The culmination of talent, perseverance, hard work and skill, get you what you want in life – Eric Brandley


Brad Hodge, Stuart MacGill and Subramaniam Badrinath are three people who would probably disagree with Brandley. A closer look at the careers of the three cricketers will reveal why:


Brad Hodge


Brad Hodge can be considered as one of the best batsmen Australia never had. Hodge found it difficult to break into a champion side that had the likes of Ricky Ponting, the Waugh brothers, Damien Martyn, Adam Gilchrist, Matthew Hayden, Justin Langer, Michael Bevan, Michael Clarke and Michael Hussey, to name a few. One would have thought Hodge’s best chance was in the 2003- 04 season when India toured Down Under, but Michael Hussey pipped him to the post.


Hodge has an outstanding record, scoring over 17,000 runs in first-class cricket in 223 matches for Victoria. He has proven his credentials time and again and was even picked in 2005. But he was dropped despite a double century in a Test match against South Africa. He then had an alleged tiff with skipper Ricky Ponting, which effectively ended his hopes of playing international cricket since late 2007.


A glimmer of hope remained when he played the T20 World Cup in South Africa and was also part of the winning Australian World Cup squad in 2007, but, despite being picked in many of the probable team sheets, Hodge never quite got his due.


Hodge is currently representing the Kochi Tuskers Kerala in the IPL and at 36, is yet, proving his worth adding to his tally of T20 runs in domestic cricket.


Stuart MacGill


If Hodge is Australia’s unluckiest batsman, then Stuart MacGill is the unluckiest bowler in Australian cricket. For a man who turned the ball more than Shane Warne, had a better strike rate than him, this sure was misfortune.


MacGill did not have the best of control with the ball, but he had all the tricks in the bag and an incredible strike rate to go with it. Breaking into a team as a leg-spinner which had Shane Warne in it was next to impossible. And despite all this, MacGill actually partnered Warne in one series in 1999 and kept him out of selection for a solitary match before the champion came back strongly.


It was only due to Warne’s controversial personal life and a few injuries that MacGill got to play 44 Tests in which he took 223 wickets. But once his confidence was dented, he lost his fitness too to make any possible inroads into the national side after Warne’s retirement in early 2007.


Subramaniam Badrinath


For years now, Badrinath has been knocking at the door of the national selectors. His record on the domestic scene is outstanding, averaging over 62 in 97 first-class games.

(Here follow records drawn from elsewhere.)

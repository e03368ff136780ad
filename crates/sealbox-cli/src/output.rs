//! Output formatting for account records.

use comfy_table::presets::UTF8_FULL;
use comfy_table::{ContentArrangement, Table};
use serde_json::{json, Value};

use sealbox_core::{AccountId, VaultIndex};

use crate::errors::CliError;

/// Output format for listings.
#[derive(Debug, Clone, Copy, PartialEq, Eq)]
pub enum OutputFormat {
    Table,
    Plain,
}

pub fn parse_output_format(value: Option<&str>) -> Result<OutputFormat, CliError> {
    match value {
        None | Some("table") => Ok(OutputFormat::Table),
        Some("plain") => Ok(OutputFormat::Plain),
        Some(other) => Err(CliError::invalid_input(format!(
            "Unsupported format: {} (use table or plain)",
            other
        ))),
    }
}

fn text_field<'a>(record: &'a Value, key: &str) -> &'a str {
    record.get(key).and_then(Value::as_str).unwrap_or("")
}

pub fn account_json(id: &AccountId, record: &Value) -> Value {
    json!({ "id": id, "record": record })
}

pub fn accounts_json(index: &VaultIndex) -> Value {
    Value::Array(
        index
            .iter()
            .map(|(id, record)| account_json(id, record))
            .collect(),
    )
}

pub fn print_account_list(index: &VaultIndex, format: OutputFormat) {
    match format {
        OutputFormat::Table => {
            let mut table = Table::new();
            table
                .load_preset(UTF8_FULL)
                .set_content_arrangement(ContentArrangement::Dynamic)
                .set_header(vec!["ID", "NAME", "USERNAME", "URL"]);
            for (id, record) in index {
                table.add_row(vec![
                    id.to_string(),
                    text_field(record, "name").to_string(),
                    text_field(record, "username").to_string(),
                    text_field(record, "url").to_string(),
                ]);
            }
            println!("{}", table);
        }
        OutputFormat::Plain => {
            for (id, record) in index {
                println!("{}\t{}", id, text_field(record, "name"));
            }
        }
    }
}

pub fn print_account(id: &AccountId, record: &Value) {
    println!("ID: {}", id);
    match record.as_object() {
        Some(fields) => {
            for (key, value) in fields {
                match value {
                    Value::String(text) => println!("{}: {}", key, text),
                    other => println!("{}: {}", key, other),
                }
            }
        }
        None => println!("{}", record),
    }
}

#[cfg(test)]
mod tests {
    use super::*;

    #[test]
    fn test_parse_output_format() {
        assert_eq!(parse_output_format(None).unwrap(), OutputFormat::Table);
        assert_eq!(parse_output_format(Some("plain")).unwrap(), OutputFormat::Plain);
        assert!(parse_output_format(Some("csv")).is_err());
    }

    #[test]
    fn test_text_field_ignores_non_strings() {
        let record = json!({ "name": "github", "port": 22 });
        assert_eq!(text_field(&record, "name"), "github");
        assert_eq!(text_field(&record, "port"), "");
        assert_eq!(text_field(&record, "missing"), "");
    }

    #[test]
    fn test_account_json_shape() {
        let id: AccountId = "abcd1234".parse().unwrap();
        let value = account_json(&id, &json!({ "name": "github" }));
        assert_eq!(value["id"], "abcd1234");
        assert_eq!(value["record"]["name"], "github");
    }
}
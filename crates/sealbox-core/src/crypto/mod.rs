//! Cryptographic collaborators for the vault.
//!
//! The vault never touches ciphers directly. It goes through two seams:
//! - [`Cipher`]: key parsing, private-key unlock, message encrypt/decrypt
//! - [`PasswordCheck`]: the passphrase oracle consulted before any key work
//!
//! ## Shipped implementations
//!
//! - **Age** ([`AgeCipher`]): X25519 key pair, private key stored as an
//!   ASCII-armored, scrypt passphrase-encrypted age file (https://age-encryption.org/)
//! - **Argon2id** ([`StoredVerifier`]): PHC verifier string kept in the blob store
//!
//! ## Threat Model
//!
//! We defend against:
//! - Theft of the stored blobs
//! - Offline brute-force attacks on the passphrase
//!
//! We do NOT defend against:
//! - Compromised OS / keylogger
//! - Access to an unlocked process / memory

pub mod age_cipher;
pub mod passphrase;
pub mod verifier;

pub use age_cipher::AgeCipher;
pub use passphrase::validate_passphrase;
pub use verifier::{hash_passphrase, PasswordCheck, StoredVerifier};

use crate::error::Result;

/// Armored key material produced when a vault is created.
pub struct ArmoredKeyPair {
    /// Passphrase-protected private key text.
    pub private_key: String,
    /// Public key text.
    pub public_key: String,
}

impl std::fmt::Debug for ArmoredKeyPair {
    fn fmt(&self, f: &mut std::fmt::Formatter<'_>) -> std::fmt::Result {
        f.debug_struct("ArmoredKeyPair")
            .field("private_key", &"[REDACTED]")
            .field("public_key", &self.public_key)
            .finish()
    }
}

/// Key and message operations over armored text.
///
/// `unlock_private_key` and `generate_keypair` run a passphrase KDF and may
/// take a noticeable amount of CPU time; the vault calls them off the async
/// executor.
pub trait Cipher: Send + Sync + 'static {
    /// Decrypted private key, usable for message decryption.
    type PrivateKey: Send + Sync + 'static;
    /// Public key, usable for message encryption.
    type PublicKey: Send + Sync + 'static;

    /// Create a fresh key pair whose private half is locked by `passphrase`.
    fn generate_keypair(&self, passphrase: &str) -> Result<ArmoredKeyPair>;

    /// Parse armored private key text and decrypt it with `passphrase`.
    ///
    /// Returns `VaultError::IncorrectPassphrase` when the passphrase does not fit.
    fn unlock_private_key(&self, armored: &str, passphrase: &str) -> Result<Self::PrivateKey>;

    /// Parse armored public key text.
    fn read_public_key(&self, armored: &str) -> Result<Self::PublicKey>;

    /// Parse an armored message and decrypt it to UTF-8 plaintext.
    fn decrypt_message(&self, armored: &str, key: &Self::PrivateKey) -> Result<String>;

    /// Encrypt plaintext to an armored message.
    fn encrypt_message(&self, plaintext: &str, key: &Self::PublicKey) -> Result<String>;
}

/// Unlocked key material held while the vault is open.
pub struct KeyPair<C: Cipher> {
    pub(crate) private_key: C::PrivateKey,
    pub(crate) public_key: C::PublicKey,
}

impl<C: Cipher> std::fmt::Debug for KeyPair<C> {
    fn fmt(&self, f: &mut std::fmt::Formatter<'_>) -> std::fmt::Result {
        f.debug_struct("KeyPair")
            .field("private_key", &"[REDACTED]")
            .field("public_key", &"[..]")
            .finish()
    }
}
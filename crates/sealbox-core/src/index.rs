//! The decrypted account index.

use std::collections::btree_map;
use std::collections::BTreeMap;

use serde::ser::SerializeMap;
use serde::{Deserialize, Deserializer, Serialize, Serializer};
use serde_json::Value;

use crate::id::AccountId;

/// Mapping from identifier to an opaque JSON record.
///
/// Serializes as a plain JSON object keyed by identifier. Stored entries whose
/// key is not a valid [`AccountId`] are kept aside, untouched, and written back
/// with the rest; they are not reachable through the accessors.
#[derive(Debug, Clone, Default, PartialEq)]
pub struct VaultIndex {
    accounts: BTreeMap<AccountId, Value>,
    unrecognized: BTreeMap<String, Value>,
}

impl VaultIndex {
    pub fn new() -> Self {
        Self::default()
    }

    pub fn len(&self) -> usize {
        self.accounts.len()
    }

    pub fn is_empty(&self) -> bool {
        self.accounts.is_empty()
    }

    pub fn contains(&self, id: &AccountId) -> bool {
        self.accounts.contains_key(id)
    }

    pub fn get(&self, id: &AccountId) -> Option<&Value> {
        self.accounts.get(id)
    }

    pub fn iter(&self) -> btree_map::Iter<'_, AccountId, Value> {
        self.accounts.iter()
    }

    pub fn ids(&self) -> impl Iterator<Item = &AccountId> {
        self.accounts.keys()
    }

    /// Number of stored entries whose keys are not valid identifiers.
    pub fn unrecognized_len(&self) -> usize {
        self.unrecognized.len()
    }

    pub(crate) fn insert(&mut self, id: AccountId, record: Value) -> Option<Value> {
        self.accounts.insert(id, record)
    }
}

impl Serialize for VaultIndex {
    fn serialize<S: Serializer>(&self, serializer: S) -> Result<S::Ok, S::Error> {
        let len = self.accounts.len() + self.unrecognized.len();
        let mut map = serializer.serialize_map(Some(len))?;
        for (id, record) in &self.accounts {
            map.serialize_entry(id.as_str(), record)?;
        }
        for (key, record) in &self.unrecognized {
            map.serialize_entry(key, record)?;
        }
        map.end()
    }
}

impl<'de> Deserialize<'de> for VaultIndex {
    fn deserialize<D: Deserializer<'de>>(deserializer: D) -> Result<Self, D::Error> {
        let raw = BTreeMap::<String, Value>::deserialize(deserializer)?;
        let mut index = VaultIndex::new();
        for (key, record) in raw {
            match key.parse::<AccountId>() {
                Ok(id) => {
                    index.accounts.insert(id, record);
                }
                Err(_) => {
                    index.unrecognized.insert(key, record);
                }
            }
        }
        Ok(index)
    }
}

impl<'a> IntoIterator for &'a VaultIndex {
    type Item = (&'a AccountId, &'a Value);
    type IntoIter = btree_map::Iter<'a, AccountId, Value>;

    fn into_iter(self) -> Self::IntoIter {
        self.iter()
    }
}

/// How the cached index came to be.
#[derive(Debug, Clone, PartialEq, Eq)]
pub enum IndexStatus {
    /// Decrypted and parsed from the stored blob.
    Loaded,
    /// No blob was stored yet; started empty.
    NotFound,
    /// A blob was stored but could not be read; started empty.
    Corrupt(String),
}

#[cfg(test)]
mod tests {
    use super::*;
    use serde_json::json;

    #[test]
    fn test_serializes_as_plain_object() {
        let mut index = VaultIndex::new();
        let id: AccountId = "abcd1234".parse().unwrap();
        index.insert(id, json!({"name": "github"}));

        let text = serde_json::to_string(&index).unwrap();
        assert_eq!(text, r#"{"abcd1234":{"name":"github"}}"#);

        let parsed: VaultIndex = serde_json::from_str(&text).unwrap();
        assert_eq!(parsed, index);
    }

    #[test]
    fn test_empty_object_parses_to_empty_index() {
        let parsed: VaultIndex = serde_json::from_str("{}").unwrap();
        assert!(parsed.is_empty());
    }

    #[test]
    fn test_nonconforming_keys_are_kept_aside() {
        let parsed: VaultIndex =
            serde_json::from_str(r#"{"BAD":{"name":"legacy"},"abcd1234":{"name":"github"}}"#)
                .unwrap();

        assert_eq!(parsed.len(), 1);
        assert_eq!(parsed.unrecognized_len(), 1);
        let id: AccountId = "abcd1234".parse().unwrap();
        assert_eq!(parsed.get(&id), Some(&json!({"name": "github"})));
        assert_eq!(parsed.ids().count(), 1);

        let written: Value = serde_json::to_value(&parsed).unwrap();
        assert_eq!(written["BAD"], json!({"name": "legacy"}));
        assert_eq!(written["abcd1234"], json!({"name": "github"}));
    }

    #[test]
    fn test_non_object_index_is_rejected() {
        assert!(serde_json::from_str::<VaultIndex>("[1,2]").is_err());
    }
}
//! In-memory [`BlobStore`].
//!
//! Keeps blobs in a map and counts every read and write per slot, so tests
//! can assert how often the vault touched storage. Writes can be made to
//! fail on demand.

use std::collections::HashMap;
use std::sync::atomic::{AtomicBool, Ordering};
use std::sync::{Mutex, MutexGuard};

use async_trait::async_trait;

use super::{BlobSlot, BlobStore};
use crate::error::{Result, VaultError};

#[derive(Default)]
struct Inner {
    blobs: HashMap<BlobSlot, String>,
    reads: HashMap<BlobSlot, usize>,
    writes: HashMap<BlobSlot, usize>,
}

/// Map-backed blob store with access counters.
#[derive(Default)]
pub struct MemoryStore {
    inner: Mutex<Inner>,
    fail_writes: AtomicBool,
}

impl MemoryStore {
    pub fn new() -> Self {
        Self::default()
    }

    fn lock(&self) -> Result<MutexGuard<'_, Inner>> {
        self.inner
            .lock()
            .map_err(|_| VaultError::Storage("Memory store poisoned".to_string()))
    }

    /// Current contents of a slot, without counting a read.
    pub fn peek(&self, slot: BlobSlot) -> Option<String> {
        self.lock().ok()?.blobs.get(&slot).cloned()
    }

    /// Set a slot directly, without counting a write.
    pub fn seed(&self, slot: BlobSlot, contents: impl Into<String>) {
        if let Ok(mut inner) = self.lock() {
            inner.blobs.insert(slot, contents.into());
        }
    }

    pub fn reads(&self, slot: BlobSlot) -> usize {
        self.lock()
            .map(|inner| inner.reads.get(&slot).copied().unwrap_or(0))
            .unwrap_or(0)
    }

    pub fn writes(&self, slot: BlobSlot) -> usize {
        self.lock()
            .map(|inner| inner.writes.get(&slot).copied().unwrap_or(0))
            .unwrap_or(0)
    }

    /// Make subsequent writes fail with a storage error.
    pub fn set_fail_writes(&self, fail: bool) {
        self.fail_writes.store(fail, Ordering::SeqCst);
    }
}

#[async_trait]
impl BlobStore for MemoryStore {
    async fn read(&self, slot: BlobSlot) -> Result<Option<String>> {
        let mut inner = self.lock()?;
        *inner.reads.entry(slot).or_insert(0) += 1;
        Ok(inner.blobs.get(&slot).cloned())
    }

    async fn write(&self, slot: BlobSlot, contents: &str) -> Result<()> {
        if self.fail_writes.load(Ordering::SeqCst) {
            return Err(VaultError::Storage(format!("Write to {} rejected", slot)));
        }
        let mut inner = self.lock()?;
        *inner.writes.entry(slot).or_insert(0) += 1;
        inner.blobs.insert(slot, contents.to_string());
        Ok(())
    }
}
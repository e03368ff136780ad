use chrono::Utc;
use serde_json::{Map, Value};

use sealbox_core::AccountId;

use crate::app::open_unlocked;
use crate::cli::{AddArgs, Cli, ListArgs, ShowArgs};
use crate::errors::CliError;
use crate::helpers::parse_fields;
use crate::output::{
    account_json, accounts_json, parse_output_format, print_account, print_account_list,
};

/// Build the record to store from `add` arguments.
fn build_record(args: &AddArgs) -> anyhow::Result<Value> {
    if let Some(raw) = args.json.as_ref() {
        return serde_json::from_str(raw)
            .map_err(|e| CliError::invalid_input(format!("Invalid JSON: {}", e)).into());
    }

    let mut record = Map::new();
    if let Some(name) = args.name.as_ref() {
        record.insert("name".to_string(), Value::String(name.clone()));
    }
    for (key, value) in [
        ("username", &args.username),
        ("url", &args.url),
        ("notes", &args.notes),
    ] {
        if let Some(value) = value {
            record.insert(key.to_string(), Value::String(value.clone()));
        }
    }
    let fields = parse_fields(&args.field)?;
    if !fields.is_empty() {
        record.insert("fields".to_string(), Value::Object(fields));
    }
    record.insert(
        "created_at".to_string(),
        Value::String(Utc::now().to_rfc3339()),
    );
    Ok(Value::Object(record))
}

pub async fn handle_add(cli: &Cli, args: &AddArgs) -> anyhow::Result<()> {
    let record = build_record(args)?;

    let (vault, _) = open_unlocked(cli, args.no_input).await?;
    let id = vault.add_account(record).await?;

    if cli.quiet {
        println!("{}", id);
    } else {
        println!("Added account {}", id);
    }
    Ok(())
}

pub async fn handle_list(cli: &Cli, args: &ListArgs) -> anyhow::Result<()> {
    let format = parse_output_format(args.format.as_deref())?;

    let (vault, _) = open_unlocked(cli, args.no_input).await?;
    let index = vault.account_index().await?;

    if args.json {
        println!("{}", serde_json::to_string_pretty(&accounts_json(&index))?);
        return Ok(());
    }
    if index.is_empty() {
        if !cli.quiet {
            println!("No accounts stored.");
        }
        return Ok(());
    }
    print_account_list(&index, format);
    Ok(())
}

pub async fn handle_show(cli: &Cli, args: &ShowArgs) -> anyhow::Result<()> {
    let id: AccountId = args.id.parse()?;

    let (vault, _) = open_unlocked(cli, args.no_input).await?;
    let Some(record) = vault.account(&id).await? else {
        return Err(CliError::not_found(format!("No account with ID {}", id))
            .with_hint("Run `sealbox list` to see stored accounts.")
            .into());
    };

    if args.json {
        println!(
            "{}",
            serde_json::to_string_pretty(&account_json(&id, &record))?
        );
    } else {
        print_account(&id, &record);
    }
    Ok(())
}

But then again, breaking into a line-up with the likes of Sachin Tendulkar, Rahul Dravid, Sourav Ganguly and VVS Laxman was never going to be easy.

Badrinath has almost been forgotten by the selectors despite his run scoring as they opted for young blood Suresh Raina and Virat Kohli. Yuvraj, too, was given his fair share of opportunities, but Badri seldom got any. Badri is now 30, and in spite of exceptional performances with the Chennai Super Kings, right under the national selector and captain’s radar, the scope seems bleak.


And these three are not the only ones. Robert Key from England, a top order batsman, failed to get a regular place on the England side despite scoring over 15000 runs in domestic cricket. Key only played 15 Tests and even scored a double century. But with Michael Vaughan, Marcus Trescothick and Andrew Strauss firmly entrenched, Key failed to establish a spot in the top order.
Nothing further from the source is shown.